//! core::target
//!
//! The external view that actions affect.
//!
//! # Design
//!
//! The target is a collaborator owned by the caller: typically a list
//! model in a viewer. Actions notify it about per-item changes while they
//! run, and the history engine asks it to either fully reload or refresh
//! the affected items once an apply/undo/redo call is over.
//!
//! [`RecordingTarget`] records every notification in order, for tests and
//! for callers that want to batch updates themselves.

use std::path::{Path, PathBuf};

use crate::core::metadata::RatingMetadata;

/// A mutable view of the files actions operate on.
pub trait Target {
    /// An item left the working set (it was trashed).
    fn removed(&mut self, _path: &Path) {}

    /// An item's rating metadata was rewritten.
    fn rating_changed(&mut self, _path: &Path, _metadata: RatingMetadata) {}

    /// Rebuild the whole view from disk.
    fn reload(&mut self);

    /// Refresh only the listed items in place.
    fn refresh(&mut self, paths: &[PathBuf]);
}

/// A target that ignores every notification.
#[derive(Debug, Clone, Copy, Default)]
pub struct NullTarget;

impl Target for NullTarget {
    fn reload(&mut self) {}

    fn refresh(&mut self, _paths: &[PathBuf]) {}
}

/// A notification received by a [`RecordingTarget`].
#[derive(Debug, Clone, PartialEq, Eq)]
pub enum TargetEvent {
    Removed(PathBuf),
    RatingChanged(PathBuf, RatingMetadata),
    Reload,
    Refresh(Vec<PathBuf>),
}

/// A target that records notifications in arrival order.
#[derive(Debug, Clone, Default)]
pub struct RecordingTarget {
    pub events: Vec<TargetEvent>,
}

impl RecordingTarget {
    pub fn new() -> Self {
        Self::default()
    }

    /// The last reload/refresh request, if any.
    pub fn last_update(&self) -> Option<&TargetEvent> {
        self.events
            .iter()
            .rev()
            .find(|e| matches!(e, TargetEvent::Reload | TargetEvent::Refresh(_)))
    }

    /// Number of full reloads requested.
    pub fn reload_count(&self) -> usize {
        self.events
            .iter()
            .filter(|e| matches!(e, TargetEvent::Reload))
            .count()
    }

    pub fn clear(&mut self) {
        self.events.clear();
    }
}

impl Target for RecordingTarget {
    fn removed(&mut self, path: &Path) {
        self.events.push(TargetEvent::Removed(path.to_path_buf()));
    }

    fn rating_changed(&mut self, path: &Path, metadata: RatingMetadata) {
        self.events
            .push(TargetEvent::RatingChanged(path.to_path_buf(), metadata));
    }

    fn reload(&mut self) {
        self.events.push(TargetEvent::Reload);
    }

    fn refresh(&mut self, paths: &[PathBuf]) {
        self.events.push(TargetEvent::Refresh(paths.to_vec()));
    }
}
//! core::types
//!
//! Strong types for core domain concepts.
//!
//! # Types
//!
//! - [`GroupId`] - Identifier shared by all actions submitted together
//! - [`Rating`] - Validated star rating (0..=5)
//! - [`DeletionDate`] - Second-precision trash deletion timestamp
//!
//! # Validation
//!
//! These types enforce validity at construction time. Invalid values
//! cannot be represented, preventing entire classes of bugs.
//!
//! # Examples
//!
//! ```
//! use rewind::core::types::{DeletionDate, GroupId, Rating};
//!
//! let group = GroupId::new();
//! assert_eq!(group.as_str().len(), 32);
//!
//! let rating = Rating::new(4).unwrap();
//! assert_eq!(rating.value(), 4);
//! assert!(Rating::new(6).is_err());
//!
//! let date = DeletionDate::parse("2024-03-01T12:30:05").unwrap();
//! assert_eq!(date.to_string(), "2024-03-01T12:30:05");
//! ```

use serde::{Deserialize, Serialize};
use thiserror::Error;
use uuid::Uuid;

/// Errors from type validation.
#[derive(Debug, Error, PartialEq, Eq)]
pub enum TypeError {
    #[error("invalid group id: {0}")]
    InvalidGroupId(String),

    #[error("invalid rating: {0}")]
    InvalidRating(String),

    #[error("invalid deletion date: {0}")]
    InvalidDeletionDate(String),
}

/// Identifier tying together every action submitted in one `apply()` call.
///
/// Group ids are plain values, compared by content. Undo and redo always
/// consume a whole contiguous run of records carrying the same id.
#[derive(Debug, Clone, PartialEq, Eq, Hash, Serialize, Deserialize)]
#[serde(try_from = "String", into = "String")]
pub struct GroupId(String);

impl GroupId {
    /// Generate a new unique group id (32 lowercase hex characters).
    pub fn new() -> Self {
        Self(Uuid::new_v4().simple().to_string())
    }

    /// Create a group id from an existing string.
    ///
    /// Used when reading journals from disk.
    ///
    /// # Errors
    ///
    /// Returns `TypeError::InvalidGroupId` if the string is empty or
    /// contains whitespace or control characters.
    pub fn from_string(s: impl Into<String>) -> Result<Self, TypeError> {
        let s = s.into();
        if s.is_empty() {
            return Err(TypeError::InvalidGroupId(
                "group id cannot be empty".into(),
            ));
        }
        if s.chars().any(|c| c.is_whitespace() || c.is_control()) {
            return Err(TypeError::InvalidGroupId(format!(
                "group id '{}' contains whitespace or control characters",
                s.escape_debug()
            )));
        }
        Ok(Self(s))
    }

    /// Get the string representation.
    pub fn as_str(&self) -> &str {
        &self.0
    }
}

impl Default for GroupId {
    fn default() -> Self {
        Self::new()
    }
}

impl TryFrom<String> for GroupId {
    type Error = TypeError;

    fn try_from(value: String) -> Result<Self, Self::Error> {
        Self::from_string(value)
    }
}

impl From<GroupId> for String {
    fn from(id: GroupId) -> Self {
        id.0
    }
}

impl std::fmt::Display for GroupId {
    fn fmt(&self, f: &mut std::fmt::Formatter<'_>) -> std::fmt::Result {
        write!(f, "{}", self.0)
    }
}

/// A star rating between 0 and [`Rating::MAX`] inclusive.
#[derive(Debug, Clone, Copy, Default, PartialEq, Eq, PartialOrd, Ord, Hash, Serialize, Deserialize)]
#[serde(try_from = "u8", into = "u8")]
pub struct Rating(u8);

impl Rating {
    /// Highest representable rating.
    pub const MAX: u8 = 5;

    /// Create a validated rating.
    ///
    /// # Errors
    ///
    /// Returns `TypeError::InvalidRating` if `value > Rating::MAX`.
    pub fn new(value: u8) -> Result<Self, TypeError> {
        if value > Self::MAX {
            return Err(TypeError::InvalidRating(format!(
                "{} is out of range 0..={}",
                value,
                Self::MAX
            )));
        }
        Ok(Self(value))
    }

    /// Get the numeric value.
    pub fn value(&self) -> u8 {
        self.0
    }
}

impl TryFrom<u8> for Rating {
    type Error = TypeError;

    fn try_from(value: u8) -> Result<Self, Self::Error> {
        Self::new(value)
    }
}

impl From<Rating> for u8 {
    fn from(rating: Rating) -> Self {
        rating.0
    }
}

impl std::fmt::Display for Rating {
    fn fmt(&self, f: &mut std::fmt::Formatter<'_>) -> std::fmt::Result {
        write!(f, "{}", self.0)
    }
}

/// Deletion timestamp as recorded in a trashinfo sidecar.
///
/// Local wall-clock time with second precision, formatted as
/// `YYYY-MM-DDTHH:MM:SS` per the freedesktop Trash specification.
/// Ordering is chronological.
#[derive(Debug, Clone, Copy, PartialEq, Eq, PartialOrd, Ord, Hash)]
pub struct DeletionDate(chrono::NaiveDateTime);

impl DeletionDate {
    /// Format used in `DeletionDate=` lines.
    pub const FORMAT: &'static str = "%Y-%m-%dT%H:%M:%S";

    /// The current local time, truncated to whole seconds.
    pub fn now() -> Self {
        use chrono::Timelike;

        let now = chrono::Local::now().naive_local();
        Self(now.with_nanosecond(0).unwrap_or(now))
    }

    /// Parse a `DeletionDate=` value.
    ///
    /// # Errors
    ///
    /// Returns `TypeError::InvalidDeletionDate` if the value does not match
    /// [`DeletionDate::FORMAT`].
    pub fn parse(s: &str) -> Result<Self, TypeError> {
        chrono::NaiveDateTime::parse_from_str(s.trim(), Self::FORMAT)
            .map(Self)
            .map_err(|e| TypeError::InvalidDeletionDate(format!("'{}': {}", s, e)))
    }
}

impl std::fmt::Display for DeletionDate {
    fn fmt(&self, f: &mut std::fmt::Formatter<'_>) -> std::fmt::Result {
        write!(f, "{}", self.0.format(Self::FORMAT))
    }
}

* * * * * * * * *

» **Directions for this task**:
Identify the lines in the entries above that contain "Deserialize", then copy them out.

» **The completed task**:
use serde::{Deserialize, Serialize};
#[derive(Debug, Clone, PartialEq, Eq, Hash, Serialize, Deserialize)]
#[derive(Debug, Clone, Copy, Default, PartialEq, Eq, PartialOrd, Ord, Hash, Serialize, Deserialize)]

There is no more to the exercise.